Here’s what one expert says

Can You Eat Your Way to a Better Brain?

You’ve probably clocked the fact that healthy eating can help you lose weight and fend off diseases. But can it boost the well-being of your brain?

Biochemist, immunologist and cell biologist Aileen Burford-Mason, author of The Healthy Brain: Optimize Brain Power at Any Age, says yes.

Your brain is hungry … very hungry

“Over the years, it has really astonished me how many times people have said, ‘Why would the brain need food?’” Burford-Mason says. “You can’t wink your eye without nutrients being involved, never mind think, remember, learn or sleep. There are nutrients involved in every single function of the body. The purpose to eating is to get all the essential nutrients into us, without which we can’t function.”

The brain uses nutrients at 10 times the rate of any other tissue or organ in the body.

“Because it has such high needs for nutrition, the brain may be the first to warble when we’re short,” she adds. “It may be the first place to tell us, with anxiety, depression, not being able to sleep. There’s so much evidence now that nutrition is at the root of developing dementia. It’s a huge concern.”
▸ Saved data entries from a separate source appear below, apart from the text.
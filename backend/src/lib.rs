//! Replication Engine - Rust core
//!
//! Runs N independent stochastic trials on the calling thread or across a
//! fixed-size worker pool, with one shared random source and per-worker
//! scratch state.
//!
//! # Architecture
//!
//! - **rng**: Random sources and the mutex-guarded [`SharedRandom`] handle
//! - **replication**: Run configuration, scratch table, worker pools, the
//!   engine itself, and run reports
//!
//! # Critical Invariants
//!
//! 1. Exactly one worker touches the shared random source at any instant
//! 2. A successful run yields exactly `n` results, ordered by trial index
//! 3. A failed run yields exactly one error and no partial results
//! 4. Scratch objects are never shared between worker slots

pub mod replication;
pub mod rng;

// Re-exports for convenience
pub use replication::{
    compute_config_hash, digest_results, replicate, replicate_on, replicate_with_report,
    BoxError, ExecutionMode, RayonPool, ReplicationError, RunConfig, RunManifest, RunPhase,
    RunReport, ScopedThreads, ScratchTable, SlotId, TrialContext, WorkerPool, MAX_POOL_SIZE,
};
pub use rng::{LockViolation, RandomSource, RngManager, SharedRandom};
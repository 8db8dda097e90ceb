//! Run configuration
//!
//! A replication run is fully described by its trial count, its execution
//! mode and an optional worker-pool size. The random seed is not part of the
//! run configuration: it belongs to the shared random source the caller
//! hands in.

use super::engine::ReplicationError;
use serde::{Deserialize, Serialize};
use std::fmt;
use std::num::NonZeroUsize;
use std::str::FromStr;

/// Upper bound on an explicit worker-pool size
pub const MAX_POOL_SIZE: usize = 1024;

/// How trials are executed
#[derive(Debug, Clone, Copy, PartialEq, Eq, Default, Serialize, Deserialize)]
#[serde(rename_all = "snake_case")]
pub enum ExecutionMode {
    /// All trials on the calling thread, in index order
    #[default]
    Sequential,

    /// Trials pulled by a fixed-size worker pool
    Parallel,
}

impl fmt::Display for ExecutionMode {
    fn fmt(&self, f: &mut fmt::Formatter<'_>) -> fmt::Result {
        match self {
            ExecutionMode::Sequential => write!(f, "sequential"),
            ExecutionMode::Parallel => write!(f, "parallel"),
        }
    }
}

impl FromStr for ExecutionMode {
    type Err = ReplicationError;

    fn from_str(s: &str) -> Result<Self, Self::Err> {
        match s.to_ascii_lowercase().as_str() {
            "sequential" | "seq" => Ok(ExecutionMode::Sequential),
            "parallel" | "par" => Ok(ExecutionMode::Parallel),
            other => Err(ReplicationError::Configuration(format!(
                "unknown execution mode '{}' (expected 'sequential' or 'parallel')",
                other
            ))),
        }
    }
}

/// Complete configuration of one replication run
///
/// # Fields
///
/// * `trials` - Number of independent trials `n`; zero is valid and yields
///   an empty result
/// * `mode` - Sequential or parallel execution
/// * `pool_size` - Worker-pool size for parallel mode (None = available
///   parallelism)
#[derive(Debug, Clone, PartialEq, Eq, Default, Serialize, Deserialize)]
#[serde(deny_unknown_fields)]
pub struct RunConfig {
    pub trials: usize,

    #[serde(default)]
    pub mode: ExecutionMode,

    #[serde(default)]
    pub pool_size: Option<usize>,
}

impl RunConfig {
    /// Sequential run of `trials` trials
    pub fn sequential(trials: usize) -> Self {
        Self {
            trials,
            mode: ExecutionMode::Sequential,
            pool_size: None,
        }
    }

    /// Parallel run of `trials` trials on a pool sized to the machine
    pub fn parallel(trials: usize) -> Self {
        Self {
            trials,
            mode: ExecutionMode::Parallel,
            pool_size: None,
        }
    }

    pub fn with_mode(mut self, mode: ExecutionMode) -> Self {
        self.mode = mode;
        self
    }

    pub fn with_pool_size(mut self, pool_size: usize) -> Self {
        self.pool_size = Some(pool_size);
        self
    }

    /// Parse and validate a JSON configuration
    ///
    /// # Example
    /// ```
    /// use replicate_core_rs::{ExecutionMode, RunConfig};
    ///
    /// let config = RunConfig::from_json(r#"{"trials": 8, "mode": "parallel", "pool_size": 2}"#).unwrap();
    /// assert_eq!(config.mode, ExecutionMode::Parallel);
    /// assert_eq!(config.worker_count(), 2);
    /// ```
    pub fn from_json(json: &str) -> Result<Self, ReplicationError> {
        let config: RunConfig = serde_json::from_str(json).map_err(|e| {
            ReplicationError::Configuration(format!("malformed run config: {}", e))
        })?;
        config.validate()?;
        Ok(config)
    }

    /// Reject configurations that cannot be dispatched
    pub fn validate(&self) -> Result<(), ReplicationError> {
        match self.pool_size {
            Some(0) => Err(ReplicationError::Configuration(
                "pool_size must be at least 1".to_string(),
            )),
            Some(size) if size > MAX_POOL_SIZE => Err(ReplicationError::Configuration(format!(
                "pool_size {} exceeds maximum of {}",
                size, MAX_POOL_SIZE
            ))),
            _ => Ok(()),
        }
    }

    /// Pool size to request in parallel mode
    pub fn resolved_pool_size(&self) -> usize {
        self.pool_size.unwrap_or_else(available_parallelism)
    }

    /// Number of worker slots the run will use
    ///
    /// Never more workers than trials; zero when there is nothing to do.
    pub fn worker_count(&self) -> usize {
        match self.mode {
            _ if self.trials == 0 => 0,
            ExecutionMode::Sequential => 1,
            ExecutionMode::Parallel => self.resolved_pool_size().min(self.trials),
        }
    }
}

fn available_parallelism() -> usize {
    std::thread::available_parallelism()
        .map(NonZeroUsize::get)
        .unwrap_or(1)
}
What is commonly overlooked by doctors and the public alike, she says, is that, for optimal physiological functioning, the body needs all the nutrients all the time; these compounds all interact with and affect each other.
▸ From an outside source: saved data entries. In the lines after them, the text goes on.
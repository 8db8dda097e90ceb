//! Replication Engine CLI
//!
//! Runs one of the demonstration workloads through the replication engine
//! and prints the run manifest as JSON.
//!
//! # Example
//!
//! ```bash
//! # 1000 Fibonacci trials on 8 workers
//! replicate --trials 1000 --mode parallel --workers 8 --workload fib
//!
//! # Reproducible sequential run of the random-string workload
//! replicate -n 50 --seed 7 --workload strings
//!
//! # Start from a JSON config and override the trial count
//! replicate --config run.json --trials 200 --workload pi
//! ```

mod workloads;

use clap::Parser;
use replicate_core_rs::{ExecutionMode, ReplicationError, RunConfig};
use std::path::PathBuf;
use std::process::ExitCode;
use thiserror::Error;
use tracing::{error, info};
use tracing_subscriber::EnvFilter;
use workloads::{run_workload, Workload};

/// Replication Engine
///
/// Runs N independent stochastic trials sequentially or across a worker
/// pool sharing one seeded random source.
#[derive(Parser, Debug)]
#[command(name = "replicate")]
#[command(version, about, long_about = None)]
struct Args {
    /// JSON run configuration; the flags below override its fields
    #[arg(long)]
    config: Option<PathBuf>,

    /// Number of trials
    #[arg(short = 'n', long)]
    trials: Option<usize>,

    /// Execution mode: sequential or parallel
    #[arg(short = 'm', long)]
    mode: Option<ExecutionMode>,

    /// Worker-pool size for parallel mode (defaults to available cores)
    #[arg(short = 'w', long)]
    workers: Option<usize>,

    /// Seed for the shared random source
    #[arg(long, default_value = "42")]
    seed: u64,

    /// Workload to replicate
    #[arg(long, value_enum, default_value_t = Workload::Fib)]
    workload: Workload,

    /// Make the trial with this index fail
    #[arg(long)]
    fail_at: Option<usize>,
}

#[derive(Debug, Error)]
enum CliError {
    #[error("failed to read config {path}: {source}")]
    ReadConfig {
        path: PathBuf,
        source: std::io::Error,
    },

    #[error(transparent)]
    Replication(#[from] ReplicationError),

    #[error("failed to write summary: {0}")]
    Output(#[from] serde_json::Error),
}

/// Merge the optional config file with command-line overrides
fn build_config(args: &Args) -> Result<RunConfig, CliError> {
    let mut config = match &args.config {
        Some(path) => {
            let json = std::fs::read_to_string(path).map_err(|source| CliError::ReadConfig {
                path: path.clone(),
                source,
            })?;
            RunConfig::from_json(&json)?
        }
        None => RunConfig::sequential(100),
    };

    if let Some(trials) = args.trials {
        config.trials = trials;
    }
    if let Some(mode) = args.mode {
        config.mode = mode;
    }
    if let Some(workers) = args.workers {
        config.pool_size = Some(workers);
    }

    config.validate()?;
    Ok(config)
}

fn run(args: &Args) -> Result<(), CliError> {
    let config = build_config(args)?;
    info!(
        workload = ?args.workload,
        trials = config.trials,
        mode = %config.mode,
        seed = args.seed,
        "running workload"
    );

    let summary = run_workload(args.workload, &config, args.seed, args.fail_at)?;
    println!("{}", serde_json::to_string_pretty(&summary)?);
    Ok(())
}

fn main() -> ExitCode {
    tracing_subscriber::fmt()
        .with_env_filter(
            EnvFilter::try_from_default_env()
                .unwrap_or_else(|_| EnvFilter::new("warn,replicate_core_rs=info,replicate=info")),
        )
        .with_writer(std::io::stderr)
        .init();

    let args = Args::parse();

    match run(&args) {
        Ok(()) => ExitCode::SUCCESS,
        Err(e) => {
            error!(error = %e, "replication failed");
            ExitCode::FAILURE
        }
    }
}
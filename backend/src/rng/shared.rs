//! Mutex-guarded shared random source
//!
//! # Critical Invariants
//!
//! - **Exclusivity**: at most one thread holds the generator at any instant
//! - **Scoped release**: the lock is released when the draw closure returns,
//!   errors, or unwinds
//! - **No re-entry**: a thread that already holds the generator and asks for
//!   it again gets a [`LockViolation`] instead of deadlocking

use super::RandomSource;
use std::sync::atomic::{AtomicU64, AtomicUsize, Ordering};
use std::sync::{Mutex, MutexGuard, PoisonError};
use thiserror::Error;

/// Re-entrant acquisition of a [`SharedRandom`]
///
/// Always an engine or trial bug: the caller asked for the generator from
/// inside its own draw closure.
#[derive(Debug, Clone, Error, PartialEq, Eq)]
#[error("shared random source re-entered by holder {holder}")]
pub struct LockViolation {
    /// Per-thread holder id of the offending thread
    pub holder: usize,
}

// Holder ids start at 1 so that 0 can mean "unheld".
static NEXT_HOLDER_ID: AtomicUsize = AtomicUsize::new(1);

thread_local! {
    static HOLDER_ID: usize = NEXT_HOLDER_ID.fetch_add(1, Ordering::Relaxed);
}

fn current_holder() -> usize {
    HOLDER_ID.with(|id| *id)
}

/// A single generator shared by every worker slot of a run
///
/// The engine borrows this for the duration of a run; it outlives the run,
/// so a caller can keep drawing from (or reseed) the same source afterwards.
///
/// # Example
/// ```
/// use replicate_core_rs::{RngManager, SharedRandom};
///
/// let shared = SharedRandom::new(RngManager::new(42));
/// let a = shared.next_u64().unwrap();
/// let b = shared.with(|rng| rng.state()).unwrap();
/// assert_ne!(a, 0);
/// assert_eq!(shared.acquisitions(), 2);
/// # let _ = b;
/// ```
#[derive(Debug)]
pub struct SharedRandom<R> {
    source: Mutex<R>,

    /// Holder id of the thread currently inside `with`, 0 when unheld
    holder: AtomicUsize,

    acquisitions: AtomicU64,
    violations: AtomicU64,
}

/// Lock guard that clears the holder marker before unlocking
struct HeldSource<'a, R> {
    guard: MutexGuard<'a, R>,
    holder: &'a AtomicUsize,
}

impl<R> Drop for HeldSource<'_, R> {
    fn drop(&mut self) {
        self.holder.store(0, Ordering::Release);
    }
}

impl<R> SharedRandom<R> {
    /// Wrap a generator for shared use
    pub fn new(source: R) -> Self {
        Self {
            source: Mutex::new(source),
            holder: AtomicUsize::new(0),
            acquisitions: AtomicU64::new(0),
            violations: AtomicU64::new(0),
        }
    }

    /// Run `draw` with exclusive access to the generator
    ///
    /// A lock poisoned by a panicking draw is recovered: the generator's
    /// state is a plain value that is never left half-written.
    ///
    /// # Errors
    /// Returns [`LockViolation`] if the calling thread already holds the
    /// generator.
    pub fn with<T>(&self, draw: impl FnOnce(&mut R) -> T) -> Result<T, LockViolation> {
        let me = current_holder();
        if self.holder.load(Ordering::Acquire) == me {
            self.violations.fetch_add(1, Ordering::Relaxed);
            return Err(LockViolation { holder: me });
        }

        let guard = self.source.lock().unwrap_or_else(PoisonError::into_inner);
        self.holder.store(me, Ordering::Release);
        self.acquisitions.fetch_add(1, Ordering::Relaxed);

        let mut held = HeldSource {
            guard,
            holder: &self.holder,
        };
        Ok(draw(&mut *held.guard))
    }

    /// Number of successful lock acquisitions so far
    pub fn acquisitions(&self) -> u64 {
        self.acquisitions.load(Ordering::Relaxed)
    }

    /// Number of rejected re-entrant acquisitions so far
    pub fn violations(&self) -> u64 {
        self.violations.load(Ordering::Relaxed)
    }

    /// Give the generator back to the caller
    pub fn into_inner(self) -> R {
        self.source
            .into_inner()
            .unwrap_or_else(PoisonError::into_inner)
    }
}

impl<R: RandomSource> SharedRandom<R> {
    /// Draw the next 64-bit value under the lock
    pub fn next_u64(&self) -> Result<u64, LockViolation> {
        self.with(|rng| rng.next_u64())
    }

    /// Draw an f64 in `[0.0, 1.0)` under the lock
    pub fn next_f64(&self) -> Result<f64, LockViolation> {
        self.with(|rng| rng.next_f64())
    }

    /// Draw an integer in `[min, max)` under the lock
    ///
    /// # Panics
    /// Panics if `min >= max`
    pub fn range(&self, min: i64, max: i64) -> Result<i64, LockViolation> {
        self.with(|rng| rng.range(min, max))
    }

    /// Reseed the generator under the lock
    pub fn reseed(&self, seed: u64) -> Result<(), LockViolation> {
        self.with(|rng| rng.reseed(seed))
    }
}

impl<R: Clone> SharedRandom<R> {
    /// Copy of the generator as it is right now
    pub fn snapshot(&self) -> Result<R, LockViolation> {
        self.with(|rng| rng.clone())
    }
}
For instance, it’s well established that people living in northern climates are likely to be deficient in vitamin D. However, for the sunshine vitamin to be metabolized, the body needs magnesium.

Food for thought

Broadly speaking, the best thing people can do to enhance brain health via nutrition is to load up on vegetables, legumes (beans and lentils) and fruit. These foods are rich in vitamins, minerals, fiber and phytochemicals, which are plant-based chemicals that help reduce the risk of infections and many conditions, including cancer and heart disease. Plus, “Phytochemicals can build up in the brain and protect it from damage,” Burford-Mason says.

You can’t have too many vegetables, legumes and fruits, though Burford-Mason encourages variety and cautions that people who are diabetic or trying to lose weight will want to limit their intake of fruit and starchy vegetables.

Avoid sugar. “If there is one thing that is damaging to the brain and should be left out of a diet, that is sugar,” she says. “We have absolutely everything to be gained from cutting back on sugar or cutting it out. The sugar we get should come from vegetables and fruit.”

Rules for brain-healthy eating

  • Choose unprocessed foods.
  • Eat nutrient-dense foods like eggs, fruits, vegetables, nuts and seeds.
  • Lighten the glycemic load. Limit yourself to one serving of starchy food per day (bread, potatoes, rice, pasta, etc.).
  • Eat moderate amounts of healthy fats like avocado, seafood, nuts (especially walnuts and almonds) and olive and coconut oils.
  • Have protein at each meal. Sources include chicken, turkey, tuna, shrimp, cottage cheese, Greek yogurt, eggs, lentils and tofu.